Every time your intuition is about to drift — and it will drift, because chatbot UIs have trained all of us to think of LLMs as entities — come back to this signature. It is a function. It does not remember you between calls. It does not have a mood. It has inputs, settings, and an output.

Let's make that concrete. Here is what an actual call looks like.

# pip install anthropic
import os
from anthropic import Anthropic

client = Anthropic(api_key=os.environ["ANTHROPIC_API_KEY"])

response = client.messages.create(
    model="claude-sonnet-4-6",
    max_tokens=200,
    messages=[{"role": "user", "content": "Write a haiku about latency."}],
)

print(response.content[0].text)

Save that as demo.py, set ANTHROPIC_API_KEY in your shell, run it, and you will see a haiku. Run it again, and you will see a different haiku. That's not a bug. That's the function doing its job. The default settings include some randomness, and randomness is the point — if it didn't have any, the same prompt would always produce the same output, which sounds appealing until you realise you'd get the same summary, the same email draft, the same joke, every single time.

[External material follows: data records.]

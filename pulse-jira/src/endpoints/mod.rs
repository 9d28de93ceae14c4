//! # Jira API Endpoints
//!
//! Organized endpoint implementations for the Jira resources the client
//! covers: issues and comments, users, and the activity stream.

use url::{Url, form_urlencoded};

use crate::error::{JiraError, Result};

pub mod activity;
pub mod issues;
pub mod users;

#[cfg(test)]
mod tests;

/// Percent-encode a value for use inside a query string
pub(crate) fn encode_query_value(value: &str) -> String {
  form_urlencoded::byte_serialize(value.as_bytes()).collect()
}

/// Quote a value as a JQL string literal
pub(crate) fn jql_string_literal(value: &str) -> String {
  let mut literal = String::with_capacity(value.len() + 2);
  literal.push('"');
  for ch in value.chars() {
    if matches!(ch, '"' | '\\') {
      literal.push('\\');
    }
    literal.push(ch);
  }
  literal.push('"');
  literal
}

/// Append `segment` to the path of `base`, percent-encoding it so that `/`,
/// `?` and `#` stay part of the segment
pub(crate) fn append_path_segment(base: &str, segment: &str) -> Result<String> {
  let mut url =
    Url::parse(base).map_err(|e| JiraError::invalid_argument(format!("invalid request URL '{base}': {e}")))?;
  url
    .path_segments_mut()
    .map_err(|()| JiraError::invalid_argument(format!("'{base}' cannot take a path segment")))?
    .push(segment);
  Ok(url.into())
}

/// Reject blank identifiers before they turn into a malformed URL. The value
/// itself is passed through unchanged.
pub(crate) fn require_non_empty<'a>(name: &str, value: &'a str) -> Result<&'a str> {
  if value.trim().is_empty() {
    return Err(JiraError::invalid_argument(format!("{name} must not be empty")));
  }
  Ok(value)
}

#[cfg(test)]
mod helper_tests {
  use super::*;

  #[test]
  fn test_jql_string_literal() {
    assert_eq!(jql_string_literal("bob"), r#""bob""#);
    assert_eq!(jql_string_literal(r#"bob" OR reporter="alice"#), r#""bob\" OR reporter=\"alice""#);
    assert_eq!(jql_string_literal(r"dom\user"), r#""dom\\user""#);
  }

  #[test]
  fn test_append_path_segment() {
    let url = append_path_segment("https://jira.example.com/rest/api/2/issue", "PROJ-1?expand=x#y/z").unwrap();
    assert_eq!(url, "https://jira.example.com/rest/api/2/issue/PROJ-1%3Fexpand=x%23y%2Fz");

    let url = append_path_segment("https://jira.example.com/rest/api/2/issue", "PROJ-1").unwrap();
    assert_eq!(url, "https://jira.example.com/rest/api/2/issue/PROJ-1");

    assert!(append_path_segment("not a url", "PROJ-1").is_err());
  }

  #[test]
  fn test_require_non_empty_keeps_value() {
    assert_eq!(require_non_empty("username", " bob ").unwrap(), " bob ");
    assert!(require_non_empty("username", " \t").is_err());
  }
}
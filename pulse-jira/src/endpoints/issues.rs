//! # Jira Issue Endpoints
//!
//! Jira API endpoint implementations for issue operations: fetching a single
//! issue, searching by assignee, and commenting.

use tracing::{debug, info, instrument, trace};

use crate::client::JiraClient;
use crate::decode::decode_json;
use crate::endpoints::{append_path_segment, encode_query_value, jql_string_literal, require_non_empty};
use crate::error::{JiraError, Result};
use crate::models::{CommentRequest, Issue, IssueList};
use crate::pagination::Pagination;

impl JiraClient {
  /// Get a Jira issue by id or key
  ///
  /// # Errors
  ///
  /// Returns an error if the request fails, the server answers with a
  /// non-success status, or the body is not an issue.
  #[instrument(skip(self), level = "debug")]
  pub async fn get_issue(&self, issue_id: &str) -> Result<Issue> {
    let issue_id = require_non_empty("issue id", issue_id)?;
    let url = self.issue_url(issue_id)?;

    let body = self.get(&url).await?;
    let mut issue: Issue = decode_json(&body)?;
    issue.resolve_created_at();
    trace!("Issue: {:?}", issue);

    Ok(issue)
  }

  /// Search the issues assigned to `username`.
  ///
  /// Each issue's `created_at` is parsed from its `created` field, and the
  /// returned list carries [`Pagination`] computed from the echoed window.
  ///
  /// # Errors
  ///
  /// Returns [`JiraError::InvalidArgument`] for an empty username or a zero
  /// `max_results`, otherwise any transport, status, or decode error.
  #[instrument(skip(self), level = "debug")]
  pub async fn search_issues_by_assignee(&self, username: &str, max_results: u32, start_at: u32) -> Result<IssueList> {
    let username = require_non_empty("username", username)?;
    if max_results == 0 {
      return Err(JiraError::invalid_argument("max_results must be greater than zero"));
    }
    info!("Searching issues assigned to {}", username);

    let url = self.config.api_url(&format!(
      "/search?jql=assignee={}&startAt={}&maxResults={}",
      encode_query_value(&jql_string_literal(username)),
      start_at,
      max_results
    ));

    let body = self.get(&url).await?;
    let mut list: IssueList = decode_json(&body)?;
    for issue in &mut list.issues {
      issue.resolve_created_at();
    }

    let pagination = Pagination::compute(list.total, list.start_at, list.max_results)?;
    debug!(
      "Found {} issues, page {} of {}",
      list.total,
      pagination.page + 1,
      pagination.page_count
    );
    list.pagination = Some(pagination);

    Ok(list)
  }

  /// Add a comment to an issue
  #[instrument(skip(self, comment), level = "debug")]
  pub async fn add_comment(&self, issue_key: &str, comment: &str) -> Result<()> {
    let issue_key = require_non_empty("issue key", issue_key)?;
    let url = format!("{}/comment", self.issue_url(issue_key)?);

    let payload = CommentRequest {
      body: comment.to_string(),
    };
    self.post_json(&url, &payload).await?;
    info!("Added comment to {}", issue_key);

    Ok(())
  }

  fn issue_url(&self, issue_id: &str) -> Result<String> {
    append_path_segment(&self.config.api_url("/issue"), issue_id)
  }
}
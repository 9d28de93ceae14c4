//! JSON response decoding for the REST resources.
//!
//! The Atom counterpart lives in [`crate::atom`]; each endpoint calls the one
//! matching its resource, there is no content sniffing.

use serde::de::DeserializeOwned;

use crate::error::{Format, JiraError, Result};

/// Decode a JSON body into `T`.
///
/// # Errors
///
/// Returns [`JiraError::Decode`] if the body is not valid JSON or does not
/// match the shape of `T`.
pub fn decode_json<T: DeserializeOwned>(body: &[u8]) -> Result<T> {
  serde_json::from_slice(body).map_err(|e| JiraError::decode(Format::Json, e, body))
}
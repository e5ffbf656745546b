//! Ball Blitz - a pop-the-moving-target arcade game
//!
//! Core modules:
//! - `sim`: Deterministic simulation (spawning, physics, hit testing, round state machine)
//! - `render`: Canvas 2D presenter drawing (wasm only)

pub mod sim;

#[cfg(target_arch = "wasm32")]
pub mod render;

/// Game configuration constants
pub mod consts {
    /// Fixed simulation timestep (120 Hz for smooth physics)
    pub const SIM_DT: f32 = 1.0 / 120.0;
    /// Maximum substeps per frame to prevent spiral of death
    pub const MAX_SUBSTEPS: u32 = 8;

    /// Playfield dimensions (16:9 internal resolution)
    pub const PLAYFIELD_WIDTH: f32 = 960.0;
    pub const PLAYFIELD_HEIGHT: f32 = 540.0;

    /// Primary targets per level: BASE_BALLS + (level - 1) * BALLS_PER_LEVEL
    pub const BASE_BALLS: u32 = 3;
    pub const BALLS_PER_LEVEL: u32 = 1;
    /// Primaries the player may miss per level without losing a life
    pub const ALLOWED_MISSES: u32 = 1;
    /// Clearing this level ends the run with a victory
    pub const FINAL_LEVEL: u32 = 10;
    pub const STARTING_LIVES: u32 = 3;

    /// Speed ramp, pixels/second: SPEED_BASE + (level - 1) * SPEED_STEP
    pub const SPEED_BASE: f32 = 84.0;
    pub const SPEED_STEP: f32 = 15.0;

    /// Ball radii
    pub const PRIMARY_RADIUS: f32 = 28.0;
    pub const BONUS_RADIUS: f32 = 20.0;
    /// Bonus balls move a bit faster than primaries at the same level
    pub const BONUS_SPEED_FACTOR: f32 = 1.2;

    /// A ball is retired after this many wall reflections
    pub const WALL_HIT_LIMIT: u32 = 3;

    /// Bonus pickups: per-tick spawn chance while running, hard-capped per run
    pub const BONUS_PROB_PER_TICK: f64 = 0.00125;
    pub const BONUS_SPAWN_CAP: u32 = 3;
    pub const BONUS_INCREMENT: u32 = 1;
    pub const BONUS_MAX: u32 = 3;

    /// Terminal reward: min(REWARD_CAP, REWARD_BASE + bonus_count) dollars
    pub const REWARD_BASE: u32 = 5;
    pub const REWARD_CAP: u32 = 8;
}
//! Pointer hit testing
//!
//! The roster is kept in spawn order, so scanning from the tail prefers the
//! visually front-most ball. Bonus balls win over primaries when both contain
//! the point: they are rarer and disappear on their own, so the player's
//! intent is assumed to be the pickup.

use glam::Vec2;

use super::state::{Ball, BallKind};

/// Find the ball a click at `point` should pop, if any.
///
/// Returns the roster index of the topmost Bonus ball containing the point,
/// falling back to the topmost Primary. Callers remove the ball and apply
/// scoring.
pub fn hit_test(balls: &[Ball], point: Vec2) -> Option<usize> {
    let mut primary = None;
    for (i, ball) in balls.iter().enumerate().rev() {
        if !ball.contains(point) {
            continue;
        }
        if ball.kind == BallKind::Bonus {
            return Some(i);
        }
        if primary.is_none() {
            primary = Some(i);
        }
    }
    primary
}
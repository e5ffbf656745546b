//! Level and bonus spawning
//!
//! Difficulty curve: primary count and speed both ramp linearly with level.
//! Bonus pickups are rare and hard-capped per run.

use glam::Vec2;
use rand::Rng;

use super::state::{Ball, BallKind, GamePhase, GameState};

/// Spawn one ball of the given kind at a uniform position inset by its own
/// radius, with a uniformly random heading.
fn make_ball(state: &mut GameState, kind: BallKind) -> Ball {
    let config = &state.config;
    let (radius, speed) = match kind {
        BallKind::Primary => (config.primary_radius, config.level_speed(state.level)),
        BallKind::Bonus => (
            config.bonus_radius,
            config.level_speed(state.level) * config.bonus_speed_factor,
        ),
    };
    let (width, height) = (config.width, config.height);

    let x = state.rng.random_range(radius..=width - radius);
    let y = state.rng.random_range(radius..=height - radius);
    let angle = state.rng.random_range(0.0..std::f32::consts::TAU);
    let vel = Vec2::new(angle.cos(), angle.sin()) * speed;

    let id = state.next_entity_id();
    Ball {
        id,
        pos: Vec2::new(x, y),
        vel,
        radius,
        kind,
        wall_hits: 0,
    }
}

/// Clear the roster and spawn the primary targets for the current level.
/// Resets the per-level popped/missed counters.
pub fn spawn_level(state: &mut GameState) {
    state.balls.clear();
    state.popped = 0;
    state.missed = 0;

    let count = state.primary_count();
    for _ in 0..count {
        let ball = make_ball(state, BallKind::Primary);
        state.balls.push(ball);
    }

    log::debug!(
        "Spawned level {}: {} primaries at {:.0} px/s",
        state.level,
        count,
        state.config.level_speed(state.level)
    );
}

/// Roll the per-tick bonus chance. Bonus balls stop appearing once the run's
/// spawn cap is reached, no matter the level.
pub fn maybe_spawn_bonus(state: &mut GameState) {
    if state.phase != GamePhase::Running {
        return;
    }
    if state.bonus_seen >= state.config.bonus_spawn_cap {
        return;
    }
    if state.rng.random_bool(state.config.bonus_prob_per_tick) {
        let ball = make_ball(state, BallKind::Bonus);
        state.balls.push(ball);
        state.bonus_seen += 1;
        log::debug!("Bonus spawned ({}/{})", state.bonus_seen, state.config.bonus_spawn_cap);
    }
}
//! Data types shared by the publish stages.

use std::collections::HashSet;
use std::path::PathBuf;

/// Assets produced by one build, as reported by the host.
#[derive(Debug, Clone, Default, PartialEq, Eq)]
pub struct AssetListing {
    /// Directory the host wrote its output to.
    pub output_dir: PathBuf,
    names: Vec<String>,
}

impl AssetListing {
    /// Builds a listing. Repeated names keep only their first occurrence.
    pub fn new<I, S>(output_dir: impl Into<PathBuf>, names: I) -> Self
    where
        I: IntoIterator<Item = S>,
        S: Into<String>,
    {
        let mut seen = HashSet::new();
        let names = names
            .into_iter()
            .map(Into::into)
            .filter(|n: &String| seen.insert(n.clone()))
            .collect();
        Self {
            output_dir: output_dir.into(),
            names,
        }
    }

    pub fn names(&self) -> &[String] {
        &self.names
    }

    pub fn len(&self) -> usize {
        self.names.len()
    }

    pub fn is_empty(&self) -> bool {
        self.names.is_empty()
    }
}

/// An asset selected for upload.
#[derive(Debug, Clone, PartialEq, Eq, Hash)]
pub struct AssetRecord {
    /// Logical name as reported by the host (may carry a `?query`).
    pub name: String,
    /// Resolved location on disk.
    pub file_path: PathBuf,
}

/// An asset queued for transmission. Consumed exactly once.
pub type UploadTask = AssetRecord;

/// Result of a successful upload run.
#[derive(Debug, Clone, Copy, Default, PartialEq, Eq)]
pub struct UploadSummary {
    pub uploaded: usize,
    /// Highest number of uploads observed in flight at once.
    pub peak_in_flight: usize,
}

/// Host diagnostics channel: warnings are surfaced, errors fail the build.
#[derive(Debug, Clone, Default, PartialEq, Eq)]
pub struct Diagnostics {
    pub warnings: Vec<String>,
    pub errors: Vec<String>,
}

impl Diagnostics {
    pub fn new() -> Self {
        Self::default()
    }

    pub fn warn(&mut self, msg: impl Into<String>) {
        self.warnings.push(msg.into());
    }

    pub fn error(&mut self, msg: impl Into<String>) {
        self.errors.push(msg.into());
    }

    pub fn has_errors(&self) -> bool {
        !self.errors.is_empty()
    }
}
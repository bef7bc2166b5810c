//! Local filesystem operations on build output.
//!
//! Currently this is the post-build sweep that removes artifacts
//! (typically source maps) which must not ship with the deployed bundle.

mod sweep;

pub use sweep::{SweepReport, sweep};
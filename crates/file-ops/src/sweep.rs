//! Post-build deletion of artifacts matching a pattern.

use std::io::ErrorKind;
use std::path::{Path, PathBuf};

use regex::Regex;

/// Outcome of a cleanup sweep.
///
/// A sweep never fails as a whole; every per-file problem ends up in
/// `warnings` and the remaining files are still processed.
#[derive(Debug, Clone, Default, PartialEq, Eq)]
pub struct SweepReport {
    pub deleted: Vec<PathBuf>,
    pub warnings: Vec<String>,
}

impl SweepReport {
    pub fn is_clean(&self) -> bool {
        self.warnings.is_empty()
    }
}

/// Deletes the local file of every asset whose name matches `pattern`.
///
/// `resolve` maps a logical asset name to its path on disk. The existence
/// check is the removal itself: `NotFound` means the asset was never written
/// (usually an earlier build step failed) and is reported as a warning.
pub fn sweep<S, F>(names: &[S], pattern: &Regex, resolve: F) -> SweepReport
where
    S: AsRef<str>,
    F: Fn(&str) -> PathBuf,
{
    let mut report = SweepReport::default();

    for name in names.iter().map(AsRef::as_ref) {
        if !pattern.is_match(name) {
            continue;
        }

        let path = resolve(name);
        match remove(&path) {
            Ok(()) => {
                tracing::debug!(asset = name, path = %path.display(), "deleted artifact");
                report.deleted.push(path);
            }
            Err(e) if e.kind() == ErrorKind::NotFound => {
                let msg = format!(
                    "unable to delete '{name}'. File does not exist; it may not have been \
                     created due to a build error."
                );
                tracing::warn!(asset = name, path = %path.display(), "{msg}");
                report.warnings.push(msg);
            }
            Err(e) => {
                let msg = format!("unable to delete '{name}' ({}): {e}", path.display());
                tracing::warn!(asset = name, path = %path.display(), error = %e, "failed to delete artifact");
                report.warnings.push(msg);
            }
        }
    }

    if !report.deleted.is_empty() {
        tracing::info!(deleted = report.deleted.len(), "cleaned up build artifacts");
    }

    report
}

fn remove(path: &Path) -> std::io::Result<()> {
    // Directories are never build assets; refuse rather than recurse.
    if path.is_dir() {
        return Err(std::io::Error::other("path is a directory"));
    }
    std::fs::remove_file(path)
}
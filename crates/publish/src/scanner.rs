//! Output directory scanning.
//!
//! Hosts that do not keep an asset manifest can list the output directory
//! instead. Names are relative paths joined with `/` on every platform.
//!
//! Symlinks to files are listed under the link's own name (the upload reads
//! through the link). Symlinked directories are not descended into, so a
//! link cycle cannot make the scan loop.

use std::fs;
use std::path::{Path, PathBuf};

use tracing::debug;

use crate::error::PublishError;
use crate::types::AssetListing;

/// Walks `output_dir` recursively and returns every file as an asset.
///
/// Names are sorted so repeated scans of the same tree are identical.
pub fn scan_output_dir(output_dir: &Path) -> Result<AssetListing, PublishError> {
    let mut names = Vec::new();
    // Pending directories, each with the name prefix of its entries.
    let mut pending: Vec<(PathBuf, String)> = vec![(output_dir.to_path_buf(), String::new())];

    while let Some((dir, prefix)) = pending.pop() {
        for entry in fs::read_dir(&dir)? {
            let entry = entry?;
            let name = format!("{prefix}{}", entry.file_name().to_string_lossy());
            let file_type = entry.file_type()?;

            if file_type.is_dir() {
                pending.push((entry.path(), format!("{name}/")));
            } else if file_type.is_file() {
                names.push(name);
            } else if file_type.is_symlink() {
                match fs::metadata(entry.path()) {
                    Ok(target) if target.is_file() => names.push(name),
                    Ok(_) => debug!(asset = %name, "skipping symlinked directory"),
                    Err(e) => debug!(asset = %name, error = %e, "skipping dangling symlink"),
                }
            }
        }
    }

    names.sort();
    debug!(dir = %output_dir.display(), assets = names.len(), "scanned output directory");
    Ok(AssetListing::new(output_dir, names))
}

#[cfg(test)]
mod tests {
    use super::*;

    #[test]
    fn scan_lists_nested_files() {
        let dir = tempfile::tempdir().unwrap();
        let root = dir.path();
        fs::write(root.join("app.js"), "a").unwrap();
        fs::write(root.join("app.js.map"), "m").unwrap();
        fs::create_dir_all(root.join("chunks").join("lazy")).unwrap();
        fs::write(root.join("chunks").join("1.js"), "c").unwrap();
        fs::write(root.join("chunks").join("lazy").join("2.js"), "l").unwrap();

        let listing = scan_output_dir(root).unwrap();
        assert_eq!(listing.output_dir, root);
        assert_eq!(
            listing.names(),
            ["app.js", "app.js.map", "chunks/1.js", "chunks/lazy/2.js"]
        );
    }

    #[test]
    fn scan_empty_dir() {
        let dir = tempfile::tempdir().unwrap();
        assert!(scan_output_dir(dir.path()).unwrap().is_empty());
    }

    #[test]
    fn scan_nonexistent_dir() {
        let result = scan_output_dir(Path::new("/nonexistent/build/output"));
        assert!(matches!(result, Err(PublishError::Io(_))));
    }

    #[cfg(unix)]
    #[test]
    fn scan_follows_file_links_but_not_directory_links() {
        use std::os::unix::fs::symlink;

        let dir = tempfile::tempdir().unwrap();
        let root = dir.path();
        fs::create_dir_all(root.join("js")).unwrap();
        fs::write(root.join("js").join("app.js"), "a").unwrap();
        symlink(root.join("js").join("app.js"), root.join("latest.js")).unwrap();
        // A cycle back to the root must not be walked.
        symlink(root, root.join("js").join("loop")).unwrap();
        symlink(root.join("missing.js"), root.join("dangling.js")).unwrap();

        let listing = scan_output_dir(root).unwrap();
        assert_eq!(listing.names(), ["js/app.js", "latest.js"]);
    }
}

Before we go further, let me draw the whole picture of what's happening in that call. Because as soon as you hold the shape in your head, the rest of this course becomes much easier.

Anatomy of a call

Five boxes. Two of them are your code. The other three are, for the purposes of this course, a black box — you won't operate them, you will call them. Every capability, every failure mode, every cost line in your bill comes from something inside those three middle boxes, and your job as a builder is to reason about them from the outside without ever opening them.

The important thing to notice is that there is no arrow going back from any middle box to your code except the response. There's no side channel. No hidden memory. No "state" that survives between calls. Every time you call the API, the provider spins up the model on your input from a cold start and gives you back a response. If you want the model to "remember" something from a previous call, you have to put it in the next prompt. That's it. That's how memory works.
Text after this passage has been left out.